■ Requirement: Go through the records and count the lines where the string "HealthResponse" occurs. Reply with the number only.

■ Data under study:

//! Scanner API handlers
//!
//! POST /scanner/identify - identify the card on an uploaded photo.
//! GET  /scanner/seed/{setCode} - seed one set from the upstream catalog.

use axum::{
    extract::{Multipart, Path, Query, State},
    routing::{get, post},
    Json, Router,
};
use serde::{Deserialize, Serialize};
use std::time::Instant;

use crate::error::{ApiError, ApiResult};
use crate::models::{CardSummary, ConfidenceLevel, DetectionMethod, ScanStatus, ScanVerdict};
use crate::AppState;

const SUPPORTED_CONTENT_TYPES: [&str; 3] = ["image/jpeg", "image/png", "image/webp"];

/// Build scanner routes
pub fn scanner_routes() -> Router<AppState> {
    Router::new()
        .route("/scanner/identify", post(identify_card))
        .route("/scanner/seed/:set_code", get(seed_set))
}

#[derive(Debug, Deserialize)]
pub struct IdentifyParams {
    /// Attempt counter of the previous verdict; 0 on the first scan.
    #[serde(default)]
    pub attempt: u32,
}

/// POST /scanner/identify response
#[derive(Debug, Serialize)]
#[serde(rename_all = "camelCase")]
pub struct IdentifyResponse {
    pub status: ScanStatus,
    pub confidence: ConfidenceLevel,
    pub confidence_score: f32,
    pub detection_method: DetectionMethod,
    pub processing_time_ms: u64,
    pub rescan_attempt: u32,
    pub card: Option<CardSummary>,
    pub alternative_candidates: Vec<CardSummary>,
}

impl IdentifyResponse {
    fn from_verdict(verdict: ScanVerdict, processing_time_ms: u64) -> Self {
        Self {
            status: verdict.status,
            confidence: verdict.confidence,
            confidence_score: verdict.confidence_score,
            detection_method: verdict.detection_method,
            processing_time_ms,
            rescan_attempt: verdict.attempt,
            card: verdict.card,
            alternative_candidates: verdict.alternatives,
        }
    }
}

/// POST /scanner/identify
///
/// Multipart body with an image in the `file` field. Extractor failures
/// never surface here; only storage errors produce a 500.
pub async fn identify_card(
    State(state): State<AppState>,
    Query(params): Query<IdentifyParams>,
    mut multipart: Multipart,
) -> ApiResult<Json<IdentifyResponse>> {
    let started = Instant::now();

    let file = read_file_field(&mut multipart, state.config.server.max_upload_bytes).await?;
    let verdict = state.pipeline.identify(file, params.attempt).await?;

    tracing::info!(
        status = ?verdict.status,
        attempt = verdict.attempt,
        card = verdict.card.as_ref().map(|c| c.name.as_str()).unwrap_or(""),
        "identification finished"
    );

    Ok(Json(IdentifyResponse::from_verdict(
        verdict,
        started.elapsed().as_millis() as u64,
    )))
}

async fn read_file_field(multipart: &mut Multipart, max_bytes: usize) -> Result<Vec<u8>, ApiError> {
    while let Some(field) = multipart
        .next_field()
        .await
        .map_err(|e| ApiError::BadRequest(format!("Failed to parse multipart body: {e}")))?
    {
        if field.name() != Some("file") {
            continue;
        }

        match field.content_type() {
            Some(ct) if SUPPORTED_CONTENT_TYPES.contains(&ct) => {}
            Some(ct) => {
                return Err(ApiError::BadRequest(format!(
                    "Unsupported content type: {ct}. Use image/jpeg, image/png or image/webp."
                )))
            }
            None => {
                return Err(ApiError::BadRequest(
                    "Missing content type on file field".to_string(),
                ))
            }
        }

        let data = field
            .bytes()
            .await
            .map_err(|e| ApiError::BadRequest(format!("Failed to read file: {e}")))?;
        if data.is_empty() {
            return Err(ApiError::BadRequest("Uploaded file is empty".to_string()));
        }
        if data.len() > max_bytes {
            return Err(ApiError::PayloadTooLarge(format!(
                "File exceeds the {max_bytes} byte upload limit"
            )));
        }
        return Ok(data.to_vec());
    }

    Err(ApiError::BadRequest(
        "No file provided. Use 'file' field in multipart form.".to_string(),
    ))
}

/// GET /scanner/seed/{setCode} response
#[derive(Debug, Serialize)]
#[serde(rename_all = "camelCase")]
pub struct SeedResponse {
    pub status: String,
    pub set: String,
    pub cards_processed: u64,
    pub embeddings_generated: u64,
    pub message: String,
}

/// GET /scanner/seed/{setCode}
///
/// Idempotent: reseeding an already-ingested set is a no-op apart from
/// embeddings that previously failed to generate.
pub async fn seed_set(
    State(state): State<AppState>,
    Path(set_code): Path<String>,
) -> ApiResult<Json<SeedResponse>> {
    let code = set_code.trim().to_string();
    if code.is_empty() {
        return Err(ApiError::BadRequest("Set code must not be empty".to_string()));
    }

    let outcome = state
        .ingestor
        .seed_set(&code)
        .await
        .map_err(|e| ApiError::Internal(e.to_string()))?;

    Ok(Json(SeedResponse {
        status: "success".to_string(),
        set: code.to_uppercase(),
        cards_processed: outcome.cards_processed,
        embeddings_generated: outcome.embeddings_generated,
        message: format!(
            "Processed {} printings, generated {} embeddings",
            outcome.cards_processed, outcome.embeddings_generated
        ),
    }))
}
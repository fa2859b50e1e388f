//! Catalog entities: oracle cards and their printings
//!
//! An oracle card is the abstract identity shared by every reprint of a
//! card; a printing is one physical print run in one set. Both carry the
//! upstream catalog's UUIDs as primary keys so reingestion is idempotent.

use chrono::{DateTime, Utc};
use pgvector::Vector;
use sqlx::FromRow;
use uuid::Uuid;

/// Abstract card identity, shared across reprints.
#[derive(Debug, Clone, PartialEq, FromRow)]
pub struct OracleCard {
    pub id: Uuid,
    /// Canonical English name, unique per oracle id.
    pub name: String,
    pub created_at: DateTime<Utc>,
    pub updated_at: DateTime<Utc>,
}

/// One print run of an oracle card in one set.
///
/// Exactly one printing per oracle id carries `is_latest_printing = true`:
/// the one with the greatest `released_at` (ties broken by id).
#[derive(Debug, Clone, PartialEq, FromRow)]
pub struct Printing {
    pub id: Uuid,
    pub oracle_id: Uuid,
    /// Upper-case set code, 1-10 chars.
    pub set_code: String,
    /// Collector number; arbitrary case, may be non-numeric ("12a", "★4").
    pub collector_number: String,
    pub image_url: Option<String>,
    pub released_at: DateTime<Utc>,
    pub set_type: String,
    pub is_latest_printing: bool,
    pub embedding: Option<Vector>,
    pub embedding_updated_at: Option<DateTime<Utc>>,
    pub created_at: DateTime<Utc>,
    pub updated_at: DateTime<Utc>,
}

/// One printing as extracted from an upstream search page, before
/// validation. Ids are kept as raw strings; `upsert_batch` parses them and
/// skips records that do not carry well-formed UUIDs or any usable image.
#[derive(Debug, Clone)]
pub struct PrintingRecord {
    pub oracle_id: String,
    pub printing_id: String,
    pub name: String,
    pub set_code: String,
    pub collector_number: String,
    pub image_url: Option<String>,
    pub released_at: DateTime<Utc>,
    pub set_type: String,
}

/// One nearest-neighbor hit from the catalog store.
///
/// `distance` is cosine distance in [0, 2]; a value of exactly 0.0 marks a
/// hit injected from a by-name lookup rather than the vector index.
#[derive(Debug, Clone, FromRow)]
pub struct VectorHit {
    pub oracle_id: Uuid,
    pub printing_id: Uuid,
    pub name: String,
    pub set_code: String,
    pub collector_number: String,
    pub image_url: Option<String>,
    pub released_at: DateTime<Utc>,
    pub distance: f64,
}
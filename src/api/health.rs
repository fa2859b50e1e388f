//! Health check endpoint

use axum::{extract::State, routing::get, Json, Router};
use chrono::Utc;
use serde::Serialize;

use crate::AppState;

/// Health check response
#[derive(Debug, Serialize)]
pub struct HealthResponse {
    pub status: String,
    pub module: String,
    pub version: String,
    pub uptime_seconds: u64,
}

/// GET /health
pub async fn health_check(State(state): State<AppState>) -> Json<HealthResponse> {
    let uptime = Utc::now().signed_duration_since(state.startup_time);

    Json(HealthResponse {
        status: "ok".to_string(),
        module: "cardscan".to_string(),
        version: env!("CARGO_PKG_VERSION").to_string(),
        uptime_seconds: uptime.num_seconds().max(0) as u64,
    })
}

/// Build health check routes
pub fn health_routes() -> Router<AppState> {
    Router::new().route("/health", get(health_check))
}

■ Answer to this problem: 3